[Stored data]

.....

use std::sync::Arc;
use std::time::Instant;

use axum::extract::rejection::JsonRejection;
use axum::extract::State;
use axum::response::IntoResponse;
use axum::Json;
use serde::Deserialize;
use serde_json::json;

use crate::core::errors::ApiError;
use crate::state::AppState;

#[derive(Debug, Deserialize)]
pub struct QuestionRequest {
    #[serde(default)]
    pub question: Option<String>,
}

pub async fn process_question(
    State(state): State<Arc<AppState>>,
    payload: Result<Json<QuestionRequest>, JsonRejection>,
) -> Result<impl IntoResponse, ApiError> {
    let question = payload
        .ok()
        .and_then(|Json(body)| body.question)
        .filter(|q| !q.trim().is_empty())
        .ok_or_else(|| ApiError::bad_request("No question provided"))?;

    let started = Instant::now();
    let handle = state.index.load().await?;
    let results = state
        .index
        .search(&handle, &question, state.config.retrieval.top_k)
        .await?;
    let context: Vec<String> = results.into_iter().map(|r| r.chunk.content).collect();

    let response = state.answers.answer(&question, &context).await?;

    tracing::info!(
        source = %handle.meta().source,
        context_chunks = context.len(),
        elapsed_ms = started.elapsed().as_millis() as u64,
        "Question answered"
    );

    Ok(Json(json!({ "response": response })))
}
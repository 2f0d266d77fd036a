use std::sync::Arc;

use axum::extract::State;
use axum::response::IntoResponse;
use axum::Json;
use serde_json::json;

use crate::core::errors::ApiError;
use crate::state::AppState;

pub async fn health(State(state): State<Arc<AppState>>) -> Result<impl IntoResponse, ApiError> {
    let index = state.index.status().await?;
    Ok(Json(json!({
        "status": "ok",
        "index": index
    })))
}
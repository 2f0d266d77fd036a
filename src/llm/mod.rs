pub mod gemini;
pub mod provider;
pub mod types;

use thiserror::Error;

pub use gemini::GeminiClient;
pub use provider::{Embedder, Generator};

#[derive(Debug, Error)]
pub enum LlmError {
    #[error("request to model API failed: {0}")]
    Http(String),
    #[error("model API returned {status}: {message}")]
    Api { status: u16, message: String },
    #[error("unexpected model API response: {0}")]
    InvalidResponse(String),
    #[error("model returned an empty response")]
    EmptyResponse,
}

impl From<reqwest::Error> for LlmError {
    fn from(err: reqwest::Error) -> Self {
        LlmError::Http(err.to_string())
    }
}
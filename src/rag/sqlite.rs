//! SQLite-backed vector store.
//!
//! In-process index using SQLite for chunk text and metadata and
//! brute-force cosine similarity for search.

use std::path::{Path, PathBuf};

use async_trait::async_trait;
use sqlx::sqlite::{SqliteConnectOptions, SqliteJournalMode, SqlitePoolOptions, SqliteSynchronous};
use sqlx::{Row, SqlitePool};

use super::store::{
    cosine_similarity, ChunkSearchResult, IndexMeta, StoreError, StoredChunk, VectorStore,
};

const META_KEY: &str = "index";

pub struct SqliteVectorStore {
    pool: SqlitePool,
    db_path: PathBuf,
}

impl SqliteVectorStore {
    pub async fn open(db_path: impl Into<PathBuf>) -> Result<Self, StoreError> {
        let db_path = db_path.into();
        let options = SqliteConnectOptions::new()
            .filename(&db_path)
            .create_if_missing(true)
            .journal_mode(SqliteJournalMode::Wal)
            .synchronous(SqliteSynchronous::Normal);

        let pool = SqlitePoolOptions::new()
            .min_connections(1)
            .max_connections(4)
            .connect_with(options)
            .await?;

        let store = Self { pool, db_path };
        store.init_schema().await?;
        Ok(store)
    }

    pub fn db_path(&self) -> &Path {
        &self.db_path
    }

    async fn init_schema(&self) -> Result<(), StoreError> {
        sqlx::query(
            "CREATE TABLE IF NOT EXISTS rag_chunks (
                position INTEGER PRIMARY KEY,
                content TEXT NOT NULL,
                embedding BLOB NOT NULL
            )",
        )
        .execute(&self.pool)
        .await?;

        sqlx::query(
            "CREATE TABLE IF NOT EXISTS rag_meta (
                key TEXT PRIMARY KEY,
                value TEXT NOT NULL,
                updated_at TEXT NOT NULL DEFAULT (STRFTIME('%Y-%m-%dT%H:%M:%fZ', 'now'))
            )",
        )
        .execute(&self.pool)
        .await?;

        Ok(())
    }

    fn serialize_embedding(embedding: &[f32]) -> Vec<u8> {
        embedding.iter().flat_map(|f| f.to_le_bytes()).collect()
    }

    fn deserialize_embedding(bytes: &[u8]) -> Result<Vec<f32>, StoreError> {
        if bytes.len() % 4 != 0 {
            return Err(StoreError::Corrupt(format!(
                "embedding blob of {} bytes",
                bytes.len()
            )));
        }
        Ok(bytes
            .chunks_exact(4)
            .map(|chunk| f32::from_le_bytes([chunk[0], chunk[1], chunk[2], chunk[3]]))
            .collect())
    }

    fn row_to_chunk(row: &sqlx::sqlite::SqliteRow) -> StoredChunk {
        let position: i64 = row.get("position");
        StoredChunk {
            position: position as usize,
            content: row.get("content"),
        }
    }
}

#[async_trait]
impl VectorStore for SqliteVectorStore {
    async fn replace_all(
        &self,
        meta: &IndexMeta,
        items: Vec<(StoredChunk, Vec<f32>)>,
    ) -> Result<(), StoreError> {
        let meta_json =
            serde_json::to_string(meta).map_err(|e| StoreError::Corrupt(e.to_string()))?;

        let mut tx = self.pool.begin().await?;

        sqlx::query("DELETE FROM rag_chunks").execute(&mut *tx).await?;

        for (chunk, embedding) in &items {
            let blob = Self::serialize_embedding(embedding);
            sqlx::query("INSERT INTO rag_chunks (position, content, embedding) VALUES (?1, ?2, ?3)")
                .bind(chunk.position as i64)
                .bind(&chunk.content)
                .bind(&blob)
                .execute(&mut *tx)
                .await?;
        }

        sqlx::query(
            "INSERT OR REPLACE INTO rag_meta (key, value, updated_at)
             VALUES (?1, ?2, STRFTIME('%Y-%m-%dT%H:%M:%fZ', 'now'))",
        )
        .bind(META_KEY)
        .bind(&meta_json)
        .execute(&mut *tx)
        .await?;

        tx.commit().await?;
        Ok(())
    }

    async fn search(
        &self,
        query_embedding: &[f32],
        limit: usize,
    ) -> Result<Vec<ChunkSearchResult>, StoreError> {
        let rows = sqlx::query("SELECT position, content, embedding FROM rag_chunks")
            .fetch_all(&self.pool)
            .await?;

        let mut scored = Vec::with_capacity(rows.len());
        for row in &rows {
            let embedding_bytes: Vec<u8> = row.get("embedding");
            let stored = Self::deserialize_embedding(&embedding_bytes)?;
            scored.push(ChunkSearchResult {
                chunk: Self::row_to_chunk(row),
                score: cosine_similarity(query_embedding, &stored),
            });
        }

        scored.sort_by(|a, b| {
            b.score
                .partial_cmp(&a.score)
                .unwrap_or(std::cmp::Ordering::Equal)
                .then(a.chunk.position.cmp(&b.chunk.position))
        });
        scored.truncate(limit);

        Ok(scored)
    }

    async fn count(&self) -> Result<usize, StoreError> {
        let count: i64 = sqlx::query_scalar("SELECT COUNT(*) FROM rag_chunks")
            .fetch_one(&self.pool)
            .await?;
        Ok(count as usize)
    }

    async fn chunks(&self) -> Result<Vec<StoredChunk>, StoreError> {
        let rows = sqlx::query("SELECT position, content FROM rag_chunks ORDER BY position")
            .fetch_all(&self.pool)
            .await?;
        Ok(rows.iter().map(Self::row_to_chunk).collect())
    }

    async fn meta(&self) -> Result<Option<IndexMeta>, StoreError> {
        let value: Option<String> = sqlx::query_scalar("SELECT value FROM rag_meta WHERE key = ?1")
            .bind(META_KEY)
            .fetch_optional(&self.pool)
            .await?;

        value
            .map(|json| {
                serde_json::from_str(&json).map_err(|e| StoreError::Corrupt(e.to_string()))
            })
            .transpose()
    }
}

#[cfg(test)]
mod tests {
    use super::*;
    use chrono::Utc;

    async fn test_store() -> (tempfile::TempDir, SqliteVectorStore) {
        let tmp = tempfile::tempdir().unwrap();
        let store = SqliteVectorStore::open(tmp.path().join("index.db"))
            .await
            .unwrap();
        (tmp, store)
    }

    fn meta(source: &str, chunk_count: usize) -> IndexMeta {
        IndexMeta {
            source: source.to_string(),
            embedding_model: "fake".to_string(),
            dimensions: 3,
            chunk_count,
            built_at: Utc::now(),
        }
    }

    fn item(position: usize, content: &str, embedding: [f32; 3]) -> (StoredChunk, Vec<f32>) {
        (
            StoredChunk {
                position,
                content: content.to_string(),
            },
            embedding.to_vec(),
        )
    }

    #[tokio::test]
    async fn fresh_store_has_no_meta() {
        let (_tmp, store) = test_store().await;
        assert!(store.meta().await.unwrap().is_none());
        assert_eq!(store.count().await.unwrap(), 0);
        assert!(store.search(&[1.0, 0.0, 0.0], 4).await.unwrap().is_empty());
    }

    #[tokio::test]
    async fn replace_and_search() {
        let (_tmp, store) = test_store().await;
        let items = vec![
            item(0, "about rust", [1.0, 0.0, 0.0]),
            item(1, "about python", [0.0, 1.0, 0.0]),
            item(2, "mostly rust", [0.9, 0.1, 0.0]),
        ];
        store.replace_all(&meta("doc.txt", 3), items).await.unwrap();

        let results = store.search(&[1.0, 0.0, 0.0], 2).await.unwrap();
        assert_eq!(results.len(), 2);
        assert_eq!(results[0].chunk.content, "about rust");
        assert!(results[0].score > 0.99);
        assert_eq!(results[1].chunk.content, "mostly rust");

        let stored = store.meta().await.unwrap().unwrap();
        assert_eq!(stored.source, "doc.txt");
        assert_eq!(stored.chunk_count, 3);
    }

    #[tokio::test]
    async fn replace_discards_previous_corpus() {
        let (_tmp, store) = test_store().await;
        store
            .replace_all(
                &meta("a.txt", 2),
                vec![item(0, "A0", [1.0, 0.0, 0.0]), item(1, "A1", [0.0, 1.0, 0.0])],
            )
            .await
            .unwrap();
        store
            .replace_all(&meta("b.txt", 1), vec![item(0, "B0", [0.0, 0.0, 1.0])])
            .await
            .unwrap();

        let contents: Vec<String> = store
            .chunks()
            .await
            .unwrap()
            .into_iter()
            .map(|c| c.content)
            .collect();
        assert_eq!(contents, vec!["B0"]);
        assert_eq!(store.meta().await.unwrap().unwrap().source, "b.txt");
    }

    #[tokio::test]
    async fn index_survives_reopen() {
        let tmp = tempfile::tempdir().unwrap();
        let path = tmp.path().join("index.db");
        {
            let store = SqliteVectorStore::open(&path).await.unwrap();
            store
                .replace_all(&meta("doc.txt", 1), vec![item(0, "kept", [1.0, 0.0, 0.0])])
                .await
                .unwrap();
        }

        let reopened = SqliteVectorStore::open(&path).await.unwrap();
        assert_eq!(reopened.count().await.unwrap(), 1);
        assert_eq!(reopened.chunks().await.unwrap()[0].content, "kept");
    }

    #[test]
    fn embedding_blob_round_trips_exactly() {
        let embedding = vec![0.25_f32, -1.5, 3.0e-8];
        let bytes = SqliteVectorStore::serialize_embedding(&embedding);
        assert_eq!(bytes.len(), 12);
        assert_eq!(
            SqliteVectorStore::deserialize_embedding(&bytes).unwrap(),
            embedding
        );
        assert!(SqliteVectorStore::deserialize_embedding(&bytes[..5]).is_err());
    }
}
//! Guards for client-supplied values that end up on the filesystem.

const MAX_FILE_NAME_CHARS: usize = 200;

/// Reduces a client-supplied upload name to a single safe path component.
///
/// Directory parts (either separator style) are discarded, characters outside
/// `[A-Za-z0-9._- ]` become `_`, and leading dots are stripped so the result
/// can never be `.`/`..` or a hidden file. Returns `None` when nothing usable
/// is left.
pub fn sanitize_file_name(raw: &str) -> Option<String> {
    let last_component = raw
        .rsplit(|c: char| c == '/' || c == '\\')
        .next()
        .unwrap_or_default()
        .trim();

    let cleaned: String = last_component
        .chars()
        .map(|c| {
            if c.is_ascii_alphanumeric() || matches!(c, '.' | '-' | '_' | ' ') {
                c
            } else {
                '_'
            }
        })
        .collect();

    let cleaned = cleaned.trim_start_matches('.').trim();
    if cleaned.is_empty() || cleaned.chars().all(|c| c == '_') {
        return None;
    }

    if cleaned.chars().count() > MAX_FILE_NAME_CHARS {
        return Some(truncate_keeping_extension(cleaned));
    }
    Some(cleaned.to_string())
}

fn truncate_keeping_extension(name: &str) -> String {
    let extension = name
        .rsplit_once('.')
        .map(|(_, ext)| ext)
        .filter(|ext| ext.len() <= 10);
    match extension {
        Some(ext) => {
            let keep = MAX_FILE_NAME_CHARS - ext.len() - 1;
            let stem: String = name.chars().take(keep).collect();
            format!("{}.{}", stem, ext)
        }
        None => name.chars().take(MAX_FILE_NAME_CHARS).collect(),
    }
}
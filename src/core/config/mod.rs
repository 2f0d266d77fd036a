pub mod paths;
pub mod service;
pub mod validation;

pub use paths::AppPaths;
pub use service::{AppConfig, ConfigError, ConfigService};
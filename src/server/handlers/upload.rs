use std::path::PathBuf;
use std::sync::Arc;
use std::time::Instant;

use axum::extract::multipart::MultipartRejection;
use axum::extract::rejection::JsonRejection;
use axum::extract::{Multipart, State};
use axum::response::IntoResponse;
use axum::Json;
use serde::Deserialize;
use serde_json::json;

use crate::core::errors::ApiError;
use crate::core::security::sanitize_file_name;
use crate::extract::{self, DocumentKind};
use crate::rag::IndexError;
use crate::state::AppState;

const NO_FILE_UPLOADED: &str = "No file uploaded";
const NO_FILE_SELECTED: &str = "No file selected";

#[derive(Debug, Deserialize)]
pub struct UrlRequest {
    #[serde(default)]
    pub url: Option<String>,
}

/// A file part written to the upload directory.
struct SavedUpload {
    file_name: String,
    path: PathBuf,
    kind: DocumentKind,
}

pub async fn upload_file(
    State(state): State<Arc<AppState>>,
    multipart: Result<Multipart, MultipartRejection>,
) -> Result<impl IntoResponse, ApiError> {
    let mut multipart = multipart.map_err(|_| ApiError::bad_request(NO_FILE_UPLOADED))?;
    let upload = save_first_file(&state, &mut multipart)
        .await?
        .ok_or_else(|| ApiError::bad_request(NO_FILE_UPLOADED))?;

    let started = Instant::now();
    let path = upload.path.clone();
    let kind = upload.kind;
    let text = tokio::task::spawn_blocking(move || extract::extract(&path, kind))
        .await
        .map_err(|e| ApiError::Internal(format!("Extraction task failed: {}", e)))??;

    tracing::info!(
        file = %upload.file_name,
        kind = %upload.kind,
        chars = text.chars().count(),
        elapsed_ms = started.elapsed().as_millis() as u64,
        "Document text extracted"
    );

    index_text(&state, &upload.file_name, text).await?;

    Ok(Json(json!({
        "message": "File uploaded and processed successfully"
    })))
}

/// Saves the first part that carries a file name, overwriting any earlier
/// upload with the same sanitized name. Parts without a file name are skipped.
async fn save_first_file(
    state: &AppState,
    multipart: &mut Multipart,
) -> Result<Option<SavedUpload>, ApiError> {
    while let Some(field) = multipart
        .next_field()
        .await
        .map_err(|e| ApiError::bad_request(e.body_text()))?
    {
        let Some(raw_name) = field.file_name().map(str::to_string) else {
            continue;
        };
        if raw_name.trim().is_empty() {
            return Err(ApiError::bad_request(NO_FILE_SELECTED));
        }

        let kind = DocumentKind::from_file_name(&raw_name)?;
        let file_name = sanitize_file_name(&raw_name)
            .ok_or_else(|| ApiError::bad_request(NO_FILE_SELECTED))?;

        let bytes = field
            .bytes()
            .await
            .map_err(|e| ApiError::bad_request(e.body_text()))?;

        let path = state.paths.upload_path(&file_name);
        tokio::fs::write(&path, &bytes)
            .await
            .map_err(|e| ApiError::Internal(format!("Failed to save upload: {}", e)))?;

        tracing::info!(file = %file_name, bytes = bytes.len(), "Upload saved");
        return Ok(Some(SavedUpload {
            file_name,
            path,
            kind,
        }));
    }

    Ok(None)
}

pub async fn upload_url(
    State(state): State<Arc<AppState>>,
    payload: Result<Json<UrlRequest>, JsonRejection>,
) -> Result<impl IntoResponse, ApiError> {
    let url = payload
        .ok()
        .and_then(|Json(body)| body.url)
        .map(|u| u.trim().to_string())
        .filter(|u| !u.is_empty())
        .ok_or_else(|| ApiError::bad_request("No URL provided"))?;

    let started = Instant::now();
    let text = state.web.fetch_text(&url).await?;
    tracing::info!(
        url = %url,
        chars = text.chars().count(),
        elapsed_ms = started.elapsed().as_millis() as u64,
        "Web page text extracted"
    );

    index_text(&state, &url, text).await?;

    Ok(Json(json!({
        "message": "URL content processed successfully"
    })))
}

/// Chunks `text` and replaces the index with it.
async fn index_text(state: &AppState, source: &str, text: String) -> Result<(), ApiError> {
    let splitter = state.splitter.clone();
    let chunks = tokio::task::spawn_blocking(move || splitter.split_text(&text))
        .await
        .map_err(|e| ApiError::Internal(format!("Chunking task failed: {}", e)))?;
    if chunks.is_empty() {
        return Err(IndexError::EmptyInput.into());
    }

    tracing::debug!(source = %source, chunks = chunks.len(), "Text chunked");
    state.index.build(source, chunks).await?;
    Ok(())
}
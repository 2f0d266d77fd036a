//! Fetches a web page and reduces it to the text a reader would see.

use std::time::Duration;

use reqwest::{Client, Url};
use scraper::{Html, Node};

use super::ExtractError;
use crate::core::config::service::WebConfig;

/// Elements whose text content is never rendered.
const HIDDEN_ELEMENTS: [&str; 6] = ["head", "script", "style", "noscript", "template", "iframe"];

#[derive(Clone)]
pub struct WebExtractor {
    client: Client,
}

impl WebExtractor {
    pub fn new(config: &WebConfig) -> Result<Self, ExtractError> {
        let client = Client::builder()
            .timeout(Duration::from_secs(config.timeout_secs))
            .user_agent(config.user_agent.clone())
            .build()
            .map_err(|e| ExtractError::Fetch(e.to_string()))?;
        Ok(Self { client })
    }

    /// Downloads `url` and returns its visible text.
    pub async fn fetch_text(&self, url: &str) -> Result<String, ExtractError> {
        let parsed = parse_http_url(url)?;

        tracing::debug!(url = %parsed, "Fetching web page");
        let response = self
            .client
            .get(parsed)
            .send()
            .await
            .map_err(|e| ExtractError::Fetch(e.to_string()))?;

        let status = response.status();
        if !status.is_success() {
            return Err(ExtractError::Fetch(format!("HTTP status {}", status)));
        }

        let html = response
            .text()
            .await
            .map_err(|e| ExtractError::Fetch(e.to_string()))?;

        // CPU-bound; runs on the blocking pool.
        tokio::task::spawn_blocking(move || html_to_text(&html))
            .await
            .map_err(|e| ExtractError::Fetch(format!("parse task failed: {}", e)))
    }
}

fn parse_http_url(url: &str) -> Result<Url, ExtractError> {
    let parsed = Url::parse(url.trim()).map_err(|e| ExtractError::InvalidUrl(e.to_string()))?;
    match parsed.scheme() {
        "http" | "https" => Ok(parsed),
        other => Err(ExtractError::InvalidUrl(format!(
            "unsupported scheme '{}'",
            other
        ))),
    }
}

/// Strips markup, scripts and styles, keeping one trimmed line per text run.
///
/// The tree is walked with an explicit stack, so nesting depth is bounded by
/// heap rather than by the thread's stack.
pub fn html_to_text(html: &str) -> String {
    let document = Html::parse_document(html);
    let mut lines = Vec::new();
    let mut pending = vec![document.tree.root()];

    while let Some(node) = pending.pop() {
        match node.value() {
            Node::Element(element) if HIDDEN_ELEMENTS.contains(&element.name()) => continue,
            Node::Text(text) => lines.extend(
                text.lines()
                    .map(str::trim)
                    .filter(|line| !line.is_empty())
                    .map(str::to_string),
            ),
            _ => {}
        }
        pending.extend(node.children().rev());
    }

    lines.join("\n")
}
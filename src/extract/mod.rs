//! Text extraction from uploaded documents and web pages.
//!
//! File extraction is synchronous and CPU/IO bound; callers run it on a
//! blocking thread. Web extraction is async.

mod docx;
mod pdf;
mod table;
mod text;
pub mod web;

use std::fmt;
use std::path::{Path, PathBuf};

use thiserror::Error;

pub use table::render_table;
pub use web::WebExtractor;

#[derive(Debug, Error)]
pub enum ExtractError {
    #[error("unsupported file type: {0}")]
    UnsupportedFileType(String),
    #[error("failed to read {path}: {source}")]
    Io {
        path: PathBuf,
        #[source]
        source: std::io::Error,
    },
    #[error("failed to extract PDF text: {0}")]
    Pdf(String),
    #[error("failed to parse DOCX: {0}")]
    Docx(String),
    #[error("failed to parse CSV: {0}")]
    Csv(#[from] csv::Error),
    #[error("failed to read spreadsheet: {0}")]
    Spreadsheet(String),
    #[error("{0} is not valid UTF-8 text")]
    InvalidUtf8(PathBuf),
    #[error("invalid URL: {0}")]
    InvalidUrl(String),
    #[error("{0}")]
    Fetch(String),
}

impl ExtractError {
    pub(crate) fn io(path: &Path, source: std::io::Error) -> Self {
        ExtractError::Io {
            path: path.to_path_buf(),
            source,
        }
    }
}

/// Document formats accepted by `/upload`.
#[derive(Debug, Clone, Copy, PartialEq, Eq)]
pub enum DocumentKind {
    Pdf,
    Docx,
    Csv,
    Txt,
    Excel,
}

impl DocumentKind {
    /// Picks the kind from the text after the last `.` of `file_name`.
    ///
    /// A name without a dot is treated as having an extension equal to the
    /// whole name, so it is rejected unless it literally is e.g. `pdf`.
    pub fn from_file_name(file_name: &str) -> Result<Self, ExtractError> {
        let extension = file_name
            .rsplit('.')
            .next()
            .unwrap_or_default()
            .to_lowercase();

        match extension.as_str() {
            "pdf" => Ok(DocumentKind::Pdf),
            "docx" => Ok(DocumentKind::Docx),
            "csv" => Ok(DocumentKind::Csv),
            "txt" => Ok(DocumentKind::Txt),
            "xls" | "xlsx" => Ok(DocumentKind::Excel),
            _ => Err(ExtractError::UnsupportedFileType(extension)),
        }
    }
}

impl fmt::Display for DocumentKind {
    fn fmt(&self, f: &mut fmt::Formatter<'_>) -> fmt::Result {
        let name = match self {
            DocumentKind::Pdf => "pdf",
            DocumentKind::Docx => "docx",
            DocumentKind::Csv => "csv",
            DocumentKind::Txt => "txt",
            DocumentKind::Excel => "excel",
        };
        f.write_str(name)
    }
}

/// Returns the full text content of the file at `path`.
pub fn extract(path: &Path, kind: DocumentKind) -> Result<String, ExtractError> {
    match kind {
        DocumentKind::Pdf => pdf::extract_pdf(path),
        DocumentKind::Docx => docx::extract_docx(path),
        DocumentKind::Csv => table::extract_csv(path),
        DocumentKind::Txt => text::extract_txt(path),
        DocumentKind::Excel => table::extract_spreadsheet(path),
    }
}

.....

» **WHAT YOU NEED TO DO**: Scan the records for the word "STRFTIME", and copy each line where it is found.

» **YOUR SOLUTION**:
                updated_at TEXT NOT NULL DEFAULT (STRFTIME('%Y-%m-%dT%H:%M:%fZ', 'now'))
             VALUES (?1, ?2, STRFTIME('%Y-%m-%dT%H:%M:%fZ', 'now'))",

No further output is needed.